Se n'est pas si simple que cela, car il faut auparavant répondre aux questions suivantes :

• supposément, qu'est-ce qui oblige à anonymer les logs d'un serveur web ?
• supposément, qu'est-ce qui interdit de publier les logs, anonymés ou non, d'un serveur web ?
• un particulier ou une association mettant en ligne un site web non-participatif (c'est à dire que les visiteurs ne peuvent pas contribuer à son contenu) sont-ils des « hébergeurs » au sens de la loi ?
• quels sont les critères qui permettent de qualifier une donnée comme étant nominative ou qui permette de réaliser l'identification d'une personne ?

[marou]

Ce n'est pas comme cela que je comprend la loi : l'IP n'est pas juridiquement classée comme une donnée d'identification nominative, et n'est donc pas pas soumise à un encadrement spécifique pour les particuliers et associations.

Constitue une donnée à caractère personnel toute information relative à une personne physique identifiée ou qui peut être identifiée, directement ou indirectement, par référence à un numéro d'identification ou à un ou plusieurs éléments qui lui sont propres. Pour déterminer si une personne est identifiable, il convient de considérer l'ensemble des moyens en vue de permettre son identification dont dispose ou auxquels peut avoir accès le responsable du traitement ou toute autre personne.

Source: Loi n°78-17 du 6 janvier 1978 relative à l'informatique, aux fichiers et aux libertés

Pour rappel, à partir de quel numéro d'identification la HADOPI obtient-elle le nom et les coordonnées du titulaire de l'accès à Internet qu'elle avertit puis sanctionnera (ou pas) pour défaut de sécurisation ?

Il y a eu des jugements où l'adresse IP n'était pas considérée comme identifiant l'auteur de partage de fichier.

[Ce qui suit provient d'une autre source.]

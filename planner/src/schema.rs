//! Stock capabilities for the system's tables. One constructor per logical
//! table; physical table names resolve through [`TableNames`] overrides (the
//! global name prefix is applied by the executor, never here).

use crate::catalog::{FeatureId, IndexDescriptor, PartitionBinding, Projection, QueryCapabilities, SortKey};
use std::collections::{BTreeSet, HashMap};

/// Logical table names.
pub mod table {
    pub const ACCOUNTS: &str = "accounts";
    pub const DEVICES: &str = "devices";
    pub const SESSIONS: &str = "sessions";
    pub const TOKENS: &str = "tokens";
    pub const DELEGATIONS: &str = "delegations";
    pub const NONCES: &str = "nonces";
    pub const DYNAMIC_CLIENTS: &str = "dynamic-clients";
    pub const BUCKETS: &str = "buckets";
    pub const LINKS: &str = "links";
}

/// Per-table physical name overrides.
#[derive(Debug, Clone, Default)]
pub struct TableNames {
    overrides: HashMap<String, String>,
}

impl TableNames {
    pub fn new() -> Self { Self::default() }

    pub fn with_override(mut self, logical: impl Into<String>, physical: impl Into<String>) -> Self {
        self.overrides.insert(logical.into(), physical.into());
        self
    }

    pub fn resolve(&self, logical: &str) -> String {
        self.overrides.get(logical).cloned().unwrap_or_else(|| logical.to_string())
    }
}

/// The accounts table collapses four lookup dimensions into one tagged
/// partition key (`un#`, `em#`, `ph#`, `id#`); starts-with listings go
/// through the first-character index instead.
pub fn accounts(names: &TableNames, allow_table_scans: bool) -> QueryCapabilities {
    QueryCapabilities {
        table_name: names.resolve(table::ACCOUNTS),
        primary: IndexDescriptor {
            name: None,
            partition_physical: "pk".to_string(),
            partition: vec![
                PartitionBinding::tagged("userName", "un#"),
                PartitionBinding::tagged("email", "em#"),
                PartitionBinding::tagged("phone", "ph#"),
                PartitionBinding::tagged("accountId", "id#"),
            ],
            sort: None,
            projection: Projection::All,
            required_feature: None,
        },
        secondary: vec![IndexDescriptor {
            name: Some("userNameInitial-userName-index".to_string()),
            partition_physical: "userNameInitial".to_string(),
            partition: vec![PartitionBinding::first_char("userName")],
            sort: Some(SortKey::new("userName")),
            projection: Projection::All,
            required_feature: Some(FeatureId::new("accounts.userNameInitial-userName-index")),
        }],
        primary_key_attributes: vec!["pk".to_string()],
        unfilterable: unfilterable(&["password"]),
        allow_table_scans,
    }
}

pub fn devices(names: &TableNames, allow_table_scans: bool) -> QueryCapabilities {
    QueryCapabilities {
        table_name: names.resolve(table::DEVICES),
        primary: IndexDescriptor {
            name: None,
            partition_physical: "deviceId".to_string(),
            partition: vec![PartitionBinding::verbatim("deviceId")],
            sort: None,
            projection: Projection::All,
            required_feature: None,
        },
        secondary: vec![IndexDescriptor {
            name: Some("accountId-deviceId-index".to_string()),
            partition_physical: "accountId".to_string(),
            partition: vec![PartitionBinding::verbatim("accountId")],
            sort: Some(SortKey::new("deviceId")),
            projection: Projection::All,
            required_feature: None,
        }],
        primary_key_attributes: vec!["deviceId".to_string()],
        unfilterable: BTreeSet::new(),
        allow_table_scans,
    }
}

pub fn sessions(names: &TableNames, allow_table_scans: bool) -> QueryCapabilities {
    single_key(names.resolve(table::SESSIONS), "id", allow_table_scans)
}

pub fn tokens(names: &TableNames, allow_table_scans: bool) -> QueryCapabilities {
    let mut capabilities = single_key(names.resolve(table::TOKENS), "tokenHash", allow_table_scans);
    capabilities.secondary.push(IndexDescriptor {
        name: Some("delegationsId-index".to_string()),
        partition_physical: "delegationsId".to_string(),
        partition: vec![PartitionBinding::verbatim("delegationsId")],
        sort: None,
        projection: Projection::All,
        required_feature: None,
    });
    capabilities
}

pub fn delegations(names: &TableNames, allow_table_scans: bool) -> QueryCapabilities {
    let mut capabilities = single_key(names.resolve(table::DELEGATIONS), "id", allow_table_scans);
    capabilities.secondary.push(IndexDescriptor {
        name: Some("owner-index".to_string()),
        partition_physical: "owner".to_string(),
        partition: vec![PartitionBinding::verbatim("owner")],
        sort: None,
        projection: Projection::All,
        required_feature: None,
    });
    capabilities
}

pub fn nonces(names: &TableNames, allow_table_scans: bool) -> QueryCapabilities {
    single_key(names.resolve(table::NONCES), "token", allow_table_scans)
}

pub fn dynamic_clients(names: &TableNames, allow_table_scans: bool) -> QueryCapabilities {
    let mut capabilities = single_key(names.resolve(table::DYNAMIC_CLIENTS), "clientId", allow_table_scans);
    capabilities.secondary.push(IndexDescriptor {
        name: Some("instanceOfClient-index".to_string()),
        partition_physical: "instanceOfClient".to_string(),
        partition: vec![PartitionBinding::verbatim("instanceOfClient")],
        sort: None,
        projection: Projection::All,
        required_feature: None,
    });
    capabilities
}

pub fn buckets(names: &TableNames, allow_table_scans: bool) -> QueryCapabilities {
    QueryCapabilities {
        table_name: names.resolve(table::BUCKETS),
        primary: IndexDescriptor {
            name: None,
            partition_physical: "subject".to_string(),
            partition: vec![PartitionBinding::verbatim("subject")],
            sort: Some(SortKey::new("purpose")),
            projection: Projection::All,
            required_feature: None,
        },
        secondary: vec![],
        primary_key_attributes: vec!["subject".to_string(), "purpose".to_string()],
        unfilterable: BTreeSet::new(),
        allow_table_scans,
    }
}

pub fn links(names: &TableNames, allow_table_scans: bool) -> QueryCapabilities {
    QueryCapabilities {
        table_name: names.resolve(table::LINKS),
        primary: IndexDescriptor {
            name: None,
            partition_physical: "localAccountId".to_string(),
            partition: vec![PartitionBinding::verbatim("localAccountId")],
            sort: Some(SortKey::new("foreignDomainName")),
            projection: Projection::All,
            required_feature: None,
        },
        secondary: vec![],
        primary_key_attributes: vec!["localAccountId".to_string(), "foreignDomainName".to_string()],
        unfilterable: BTreeSet::new(),
        allow_table_scans,
    }
}

fn single_key(table_name: String, key: &str, allow_table_scans: bool) -> QueryCapabilities {
    QueryCapabilities {
        table_name,
        primary: IndexDescriptor {
            name: None,
            partition_physical: key.to_string(),
            partition: vec![PartitionBinding::verbatim(key)],
            sort: None,
            projection: Projection::All,
            required_feature: None,
        },
        secondary: vec![],
        primary_key_attributes: vec![key.to_string()],
        unfilterable: BTreeSet::new(),
        allow_table_scans,
    }
}

fn unfilterable(attributes: &[&str]) -> BTreeSet<String> {
    attributes.iter().map(|a| a.to_string()).collect()
}

#[cfg(test)]
mod tests {
    use super::*;

    #[test]
    fn overrides_resolve_per_table() {
        let names = TableNames::new().with_override(table::ACCOUNTS, "idsvr-accounts");
        assert_eq!(accounts(&names, false).table_name, "idsvr-accounts");
        assert_eq!(sessions(&names, false).table_name, "sessions");
    }

    #[test]
    fn every_table_exposes_a_primary_key() {
        let names = TableNames::default();
        for capabilities in [
            accounts(&names, false),
            devices(&names, false),
            sessions(&names, false),
            tokens(&names, false),
            delegations(&names, false),
            nonces(&names, false),
            dynamic_clients(&names, false),
            buckets(&names, false),
            links(&names, false),
        ] {
            assert!(capabilities.primary.name.is_none());
            assert!(!capabilities.primary.partition.is_empty());
            assert!(!capabilities.primary_key_attributes.is_empty());
        }
    }

    #[test]
    fn accounts_gates_the_initial_index_behind_a_feature() {
        let capabilities = accounts(&TableNames::default(), false);
        let index = &capabilities.secondary[0];
        assert_eq!(index.required_feature.as_ref().map(FeatureId::as_str), Some("accounts.userNameInitial-userName-index"));
    }
}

Mais c'est tout simplement parce que (comme tu l'expliques je crois) l'adresse IP ne permet pas d'identifier celui qui utilise l'accès à Internet : est-ce le titulaire de l'accès, le membre de la famille, un ami, un voisin...? Alors qu'elle est bien attribuée à une seule personne, le titulaire de l'accès à Internet.

[Damien Clauzel]

Pour rappel, à partir de quel numéro d'identification la HADOPI obtient-elle le nom et les coordonnées du titulaire de l'accès à Internet qu'elle avertit puis sanctionnera (ou pas) pour défaut de sécurisation ?

Et c'est justement ce que conteste les informaticiens et le PP, n'est-ce pas ? que l'HADOPI flashent des IP qui désignent (et n'identifient pas) des imprimantes, des sorties de VPN, des nœuds TOR...

Je constate aussi que la loi ne désigne pas explicitement l'adresse IP comme étant un « numéro d'identification », et la justice n'arrive pas à décider non plus. D'où le flou sur la question.